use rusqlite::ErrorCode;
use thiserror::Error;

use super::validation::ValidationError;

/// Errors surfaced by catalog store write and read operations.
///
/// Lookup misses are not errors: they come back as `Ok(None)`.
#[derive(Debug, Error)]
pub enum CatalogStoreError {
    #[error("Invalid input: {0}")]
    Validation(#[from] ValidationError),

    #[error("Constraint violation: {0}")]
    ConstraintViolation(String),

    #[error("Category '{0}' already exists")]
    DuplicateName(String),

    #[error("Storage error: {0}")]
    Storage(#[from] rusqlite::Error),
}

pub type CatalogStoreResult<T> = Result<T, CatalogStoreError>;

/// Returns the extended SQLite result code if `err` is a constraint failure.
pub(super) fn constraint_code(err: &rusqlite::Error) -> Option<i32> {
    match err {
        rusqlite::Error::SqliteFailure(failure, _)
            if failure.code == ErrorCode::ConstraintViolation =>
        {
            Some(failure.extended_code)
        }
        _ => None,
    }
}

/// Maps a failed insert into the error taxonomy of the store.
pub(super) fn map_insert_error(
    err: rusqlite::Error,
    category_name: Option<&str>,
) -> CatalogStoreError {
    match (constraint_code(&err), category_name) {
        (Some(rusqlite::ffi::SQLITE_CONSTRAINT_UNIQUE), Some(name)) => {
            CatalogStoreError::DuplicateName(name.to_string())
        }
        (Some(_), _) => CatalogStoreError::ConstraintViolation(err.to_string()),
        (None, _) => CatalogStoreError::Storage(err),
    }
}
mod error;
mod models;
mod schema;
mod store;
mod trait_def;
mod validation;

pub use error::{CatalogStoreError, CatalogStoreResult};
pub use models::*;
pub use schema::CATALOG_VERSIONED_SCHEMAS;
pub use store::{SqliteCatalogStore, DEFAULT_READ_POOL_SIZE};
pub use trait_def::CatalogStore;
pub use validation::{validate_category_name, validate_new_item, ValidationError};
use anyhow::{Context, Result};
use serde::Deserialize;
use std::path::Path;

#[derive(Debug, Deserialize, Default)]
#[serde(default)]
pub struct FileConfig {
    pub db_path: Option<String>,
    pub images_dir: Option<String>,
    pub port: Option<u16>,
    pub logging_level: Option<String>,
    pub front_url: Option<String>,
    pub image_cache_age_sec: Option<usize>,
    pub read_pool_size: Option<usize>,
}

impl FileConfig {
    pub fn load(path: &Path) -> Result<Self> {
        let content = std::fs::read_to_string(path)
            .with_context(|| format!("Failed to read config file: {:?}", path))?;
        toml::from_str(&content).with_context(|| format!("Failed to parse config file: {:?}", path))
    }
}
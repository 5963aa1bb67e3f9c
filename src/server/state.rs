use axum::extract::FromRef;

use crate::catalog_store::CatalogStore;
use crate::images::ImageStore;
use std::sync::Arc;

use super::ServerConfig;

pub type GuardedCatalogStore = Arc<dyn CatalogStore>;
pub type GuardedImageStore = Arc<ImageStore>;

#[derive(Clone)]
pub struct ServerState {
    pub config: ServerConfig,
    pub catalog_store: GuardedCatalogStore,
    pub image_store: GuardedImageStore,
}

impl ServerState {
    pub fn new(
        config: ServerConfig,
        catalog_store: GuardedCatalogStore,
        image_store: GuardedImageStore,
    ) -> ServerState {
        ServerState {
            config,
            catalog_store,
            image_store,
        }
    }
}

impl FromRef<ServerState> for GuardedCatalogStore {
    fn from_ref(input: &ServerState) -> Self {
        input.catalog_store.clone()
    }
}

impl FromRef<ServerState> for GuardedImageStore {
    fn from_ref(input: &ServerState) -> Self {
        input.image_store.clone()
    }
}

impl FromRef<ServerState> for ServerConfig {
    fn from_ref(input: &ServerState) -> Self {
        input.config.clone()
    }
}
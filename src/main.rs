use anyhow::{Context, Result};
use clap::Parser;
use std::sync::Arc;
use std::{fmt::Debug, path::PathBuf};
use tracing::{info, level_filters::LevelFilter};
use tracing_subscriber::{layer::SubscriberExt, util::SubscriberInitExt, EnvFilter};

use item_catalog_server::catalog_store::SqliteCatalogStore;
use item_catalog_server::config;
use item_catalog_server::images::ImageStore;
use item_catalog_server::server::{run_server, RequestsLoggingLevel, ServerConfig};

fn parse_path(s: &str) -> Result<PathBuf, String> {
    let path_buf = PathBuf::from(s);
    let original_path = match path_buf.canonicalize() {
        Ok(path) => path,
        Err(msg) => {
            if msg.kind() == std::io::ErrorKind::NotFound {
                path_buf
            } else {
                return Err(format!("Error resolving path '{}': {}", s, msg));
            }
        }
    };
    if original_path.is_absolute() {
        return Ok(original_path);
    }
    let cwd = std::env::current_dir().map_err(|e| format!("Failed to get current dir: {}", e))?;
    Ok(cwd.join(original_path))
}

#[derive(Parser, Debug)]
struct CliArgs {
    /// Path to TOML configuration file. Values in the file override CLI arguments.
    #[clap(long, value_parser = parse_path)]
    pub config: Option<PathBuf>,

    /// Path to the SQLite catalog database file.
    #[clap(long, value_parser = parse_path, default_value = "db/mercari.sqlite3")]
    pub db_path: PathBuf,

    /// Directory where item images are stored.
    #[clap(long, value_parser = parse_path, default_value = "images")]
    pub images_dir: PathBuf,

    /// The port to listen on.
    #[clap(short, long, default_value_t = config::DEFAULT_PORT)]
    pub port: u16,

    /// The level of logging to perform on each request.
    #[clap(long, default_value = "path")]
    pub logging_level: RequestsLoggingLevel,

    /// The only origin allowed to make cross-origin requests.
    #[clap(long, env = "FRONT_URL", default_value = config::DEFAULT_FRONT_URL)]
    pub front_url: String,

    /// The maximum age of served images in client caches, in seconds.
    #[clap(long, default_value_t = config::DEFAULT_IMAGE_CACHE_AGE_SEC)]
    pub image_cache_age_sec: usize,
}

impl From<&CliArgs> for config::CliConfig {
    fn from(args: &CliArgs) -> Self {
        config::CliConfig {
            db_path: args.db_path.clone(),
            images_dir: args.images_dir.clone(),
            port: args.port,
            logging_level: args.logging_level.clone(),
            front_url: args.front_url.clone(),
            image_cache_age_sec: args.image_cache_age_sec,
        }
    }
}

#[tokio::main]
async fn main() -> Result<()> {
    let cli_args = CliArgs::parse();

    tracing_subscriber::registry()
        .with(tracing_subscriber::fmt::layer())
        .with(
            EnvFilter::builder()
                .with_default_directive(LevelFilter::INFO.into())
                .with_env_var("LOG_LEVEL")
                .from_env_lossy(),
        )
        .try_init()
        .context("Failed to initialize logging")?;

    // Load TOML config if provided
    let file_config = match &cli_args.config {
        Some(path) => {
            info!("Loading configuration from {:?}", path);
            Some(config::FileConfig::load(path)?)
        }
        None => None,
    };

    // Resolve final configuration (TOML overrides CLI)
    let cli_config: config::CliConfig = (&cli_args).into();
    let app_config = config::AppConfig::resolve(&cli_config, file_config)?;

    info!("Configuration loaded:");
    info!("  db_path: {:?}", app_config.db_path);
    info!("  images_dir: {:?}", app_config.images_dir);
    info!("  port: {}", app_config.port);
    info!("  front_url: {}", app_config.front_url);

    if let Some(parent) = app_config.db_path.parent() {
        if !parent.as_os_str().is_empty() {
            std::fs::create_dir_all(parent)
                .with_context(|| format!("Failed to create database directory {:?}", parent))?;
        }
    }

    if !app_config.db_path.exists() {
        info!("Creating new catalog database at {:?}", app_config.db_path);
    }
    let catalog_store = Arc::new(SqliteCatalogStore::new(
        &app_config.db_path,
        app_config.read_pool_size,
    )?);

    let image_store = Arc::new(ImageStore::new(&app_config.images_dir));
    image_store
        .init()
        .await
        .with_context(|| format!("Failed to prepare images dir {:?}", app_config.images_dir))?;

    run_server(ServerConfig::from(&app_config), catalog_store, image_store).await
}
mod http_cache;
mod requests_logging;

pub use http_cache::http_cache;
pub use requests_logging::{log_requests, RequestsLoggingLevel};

---

■ WHAT YOU HAVE TO DO
Report, for the data above, every line in which the string "Some" appears.

■ FINISHED EXERCISE
            Some(failure.extended_code)
        (Some(rusqlite::ffi::SQLITE_CONSTRAINT_UNIQUE), Some(name)) => {
        (Some(_), _) => CatalogStoreError::ConstraintViolation(err.to_string()),
        Some(path) => {
            Some(config::FileConfig::load(path)?)
    if let Some(parent) = app_config.db_path.parent() {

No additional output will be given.